Upstairs, the douiria keeps the house's oldest treasure: an 18th-century ceremonial salon crowned with cupolas, its frescoes painted by hand beneath a ceiling of painted cedar — restored, intact, and slept in.
A fire, a rug, a fresco —
three centuries in the same room.
Chapter III — the rooftop
Up on the roof, a jacuzzi under the medina sky.
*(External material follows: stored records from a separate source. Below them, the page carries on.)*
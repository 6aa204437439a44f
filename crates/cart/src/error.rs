//! Unified error type for cart store operations.

use driftwood_core::ProductId;
use thiserror::Error;

use crate::catalog::CatalogError;
use crate::storage::StorageError;

/// Errors returned by cart store operations.
///
/// Every rejected or failed operation also emits exactly one user-facing
/// notification; the error value is the caller-facing side of the same
/// outcome and carries the machine-readable detail.
#[derive(Debug, Error)]
pub enum CartError {
    /// The requested quantity exceeds what the catalog has in stock.
    #[error("product {product_id}: requested {requested} but only {available} in stock")]
    OutOfStock {
        product_id: ProductId,
        requested: u32,
        available: u32,
    },

    /// The product has no line in the cart.
    #[error("product {0} is not in the cart")]
    NotInCart(ProductId),

    /// A catalog lookup failed.
    #[error("catalog error: {0}")]
    Catalog(#[from] CatalogError),

    /// Reading or writing the persisted snapshot failed.
    #[error("storage error: {0}")]
    Storage(#[from] StorageError),

    /// Serializing the snapshot failed.
    #[error("snapshot serialization error: {0}")]
    Snapshot(#[from] serde_json::Error),
}

#[cfg(test)]
mod tests {
    use super::*;

    #[test]
    fn test_out_of_stock_display() {
        let err = CartError::OutOfStock {
            product_id: ProductId::new(7),
            requested: 3,
            available: 1,
        };
        assert_eq!(
            err.to_string(),
            "product 7: requested 3 but only 1 in stock"
        );
    }

    #[test]
    fn test_not_in_cart_display() {
        let err = CartError::NotInCart(ProductId::new(9));
        assert_eq!(err.to_string(), "product 9 is not in the cart");
    }

    #[test]
    fn test_catalog_error_converts() {
        let err = CartError::from(CatalogError::NotFound(ProductId::new(4)));
        assert!(matches!(err, CartError::Catalog(_)));
        assert_eq!(err.to_string(), "catalog error: product 4 not found");
    }

    #[test]
    fn test_storage_error_converts() {
        let err = CartError::from(StorageError::Io(std::io::Error::other("disk detached")));
        assert!(matches!(err, CartError::Storage(_)));
    }
}
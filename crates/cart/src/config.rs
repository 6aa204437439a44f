//! Cart configuration loaded from environment variables.
//!
//! # Environment Variables
//!
//! All variables are optional; defaults suit a local catalog service.
//!
//! - `DRIFTWOOD_CATALOG_URL` - Base URL of the catalog API (default: `http://localhost:3333`)
//! - `DRIFTWOOD_CATALOG_TOKEN` - Bearer token for the catalog API, if it requires one
//! - `DRIFTWOOD_CATALOG_TIMEOUT_SECS` - Per-request timeout in seconds (default: 10)
//! - `DRIFTWOOD_PRODUCT_CACHE_TTL_SECS` - Product metadata cache TTL in seconds (default: 300)
//! - `DRIFTWOOD_PRODUCT_CACHE_CAPACITY` - Product metadata cache capacity (default: 1000)
//! - `DRIFTWOOD_STORAGE_DIR` - Directory for persisted cart snapshots (default: `.driftwood`)
//! - `DRIFTWOOD_CART_KEY` - Storage key for the cart snapshot (default: `driftwood:cart`)

use std::path::PathBuf;
use std::time::Duration;

use secrecy::SecretString;
use thiserror::Error;
use url::Url;

const DEFAULT_CATALOG_URL: &str = "http://localhost:3333";
const DEFAULT_TIMEOUT_SECS: u64 = 10;
const DEFAULT_CACHE_TTL_SECS: u64 = 300;
const DEFAULT_CACHE_CAPACITY: u64 = 1000;
const DEFAULT_STORAGE_DIR: &str = ".driftwood";
const DEFAULT_CART_KEY: &str = "driftwood:cart";

/// Configuration errors that can occur during loading.
#[derive(Debug, Error)]
pub enum ConfigError {
    #[error("Invalid environment variable {0}: {1}")]
    InvalidEnvVar(String, String),
}

/// Cart store configuration.
#[derive(Debug, Clone)]
pub struct CartConfig {
    /// Catalog API configuration
    pub catalog: CatalogConfig,
    /// Directory holding persisted cart snapshots
    pub storage_dir: PathBuf,
    /// Key the cart snapshot is stored under
    pub storage_key: String,
}

/// Catalog API configuration.
///
/// Implements `Debug` manually to redact the API token.
#[derive(Clone)]
pub struct CatalogConfig {
    /// Base URL of the catalog API
    pub base_url: Url,
    /// Bearer token, if the catalog requires authentication
    pub api_token: Option<SecretString>,
    /// Per-request timeout
    pub timeout: Duration,
    /// How long product metadata may be served from cache
    pub product_cache_ttl: Duration,
    /// Maximum number of cached product entries
    pub product_cache_capacity: u64,
}

impl std::fmt::Debug for CatalogConfig {
    fn fmt(&self, f: &mut std::fmt::Formatter<'_>) -> std::fmt::Result {
        f.debug_struct("CatalogConfig")
            .field("base_url", &self.base_url.as_str())
            .field("api_token", &self.api_token.as_ref().map(|_| "[REDACTED]"))
            .field("timeout", &self.timeout)
            .field("product_cache_ttl", &self.product_cache_ttl)
            .field("product_cache_capacity", &self.product_cache_capacity)
            .finish()
    }
}

impl CartConfig {
    /// Load configuration from environment variables.
    ///
    /// Calls `dotenvy::dotenv()` to load from `.env` file if present.
    ///
    /// # Errors
    ///
    /// Returns `ConfigError` if a variable is set but cannot be parsed.
    pub fn from_env() -> Result<Self, ConfigError> {
        // Load .env file if present (ignore errors if not found)
        let _ = dotenvy::dotenv();

        let catalog = CatalogConfig::from_env()?;
        let storage_dir = PathBuf::from(get_env_or_default(
            "DRIFTWOOD_STORAGE_DIR",
            DEFAULT_STORAGE_DIR,
        ));
        let storage_key = get_env_or_default("DRIFTWOOD_CART_KEY", DEFAULT_CART_KEY);

        Ok(Self {
            catalog,
            storage_dir,
            storage_key,
        })
    }
}

impl CatalogConfig {
    fn from_env() -> Result<Self, ConfigError> {
        let base_url = parse_url(
            "DRIFTWOOD_CATALOG_URL",
            &get_env_or_default("DRIFTWOOD_CATALOG_URL", DEFAULT_CATALOG_URL),
        )?;
        let api_token = get_optional_env("DRIFTWOOD_CATALOG_TOKEN").map(SecretString::from);
        let timeout = Duration::from_secs(parse_u64_env(
            "DRIFTWOOD_CATALOG_TIMEOUT_SECS",
            DEFAULT_TIMEOUT_SECS,
        )?);
        let product_cache_ttl = Duration::from_secs(parse_u64_env(
            "DRIFTWOOD_PRODUCT_CACHE_TTL_SECS",
            DEFAULT_CACHE_TTL_SECS,
        )?);
        let product_cache_capacity =
            parse_u64_env("DRIFTWOOD_PRODUCT_CACHE_CAPACITY", DEFAULT_CACHE_CAPACITY)?;

        Ok(Self {
            base_url,
            api_token,
            timeout,
            product_cache_ttl,
            product_cache_capacity,
        })
    }
}

// =============================================================================
// Helper Functions
// =============================================================================

/// Get an optional environment variable.
fn get_optional_env(key: &str) -> Option<String> {
    std::env::var(key).ok()
}

/// Get an environment variable with a default value.
fn get_env_or_default(key: &str, default: &str) -> String {
    std::env::var(key).unwrap_or_else(|_| default.to_string())
}

/// Parse a raw value as `u64`, naming the offending variable on failure.
fn parse_u64(key: &str, raw: &str) -> Result<u64, ConfigError> {
    raw.parse::<u64>()
        .map_err(|e| ConfigError::InvalidEnvVar(key.to_string(), e.to_string()))
}

/// Get a `u64` environment variable, falling back to a default when unset.
fn parse_u64_env(key: &str, default: u64) -> Result<u64, ConfigError> {
    match std::env::var(key) {
        Ok(raw) => parse_u64(key, &raw),
        Err(_) => Ok(default),
    }
}

/// Parse a raw value as a URL, naming the offending variable on failure.
fn parse_url(key: &str, raw: &str) -> Result<Url, ConfigError> {
    Url::parse(raw).map_err(|e| ConfigError::InvalidEnvVar(key.to_string(), e.to_string()))
}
High above the derb, the terrace unfolds over the rooftops — banquettes along the ochre walls, sails stretched against the sun, potted palms and orange trees. Breakfast is served here facing the minarets; the afternoon belongs to the deckchairs; and when night falls over Kaât Bennahid, the jacuzzi steams quietly under the stars.
Morning
Breakfast in the sun, the minarets of the medina for a horizon
Afternoon
Deckchairs and shaded banquettes under the sails
Night
The jacuzzi under the stars, dinner by lantern light
Chapter IV — the materials
Artisan woods,
forged iron and silks.
Nothing in the house comes off a shelf. The New Moroccan Style is made of matter first — woods worked by hand, iron bent at the forge, silks and wools chosen piece by piece, alongside the furnishings of non-conformist artists. Touch is the surest way to read the catalogue.
- Woods
- Cedar carved and painted by artisans — ceilings, doors, tataoui
- Forged iron
- Balconies, balustrades and lanterns, hammered by hand
- Silks & wools
- Berber rugs and soft weaves, room by room
- Brass & zellige
- Tea trays, basins, and the tilework of Fez
Whether you come for the souks a few steps away, for the frescoes of the douiria, or to do nothing at all beside the warm water — Dar Zelda is your anchor in the medina. The simplicity of luxury: that is the whole of it.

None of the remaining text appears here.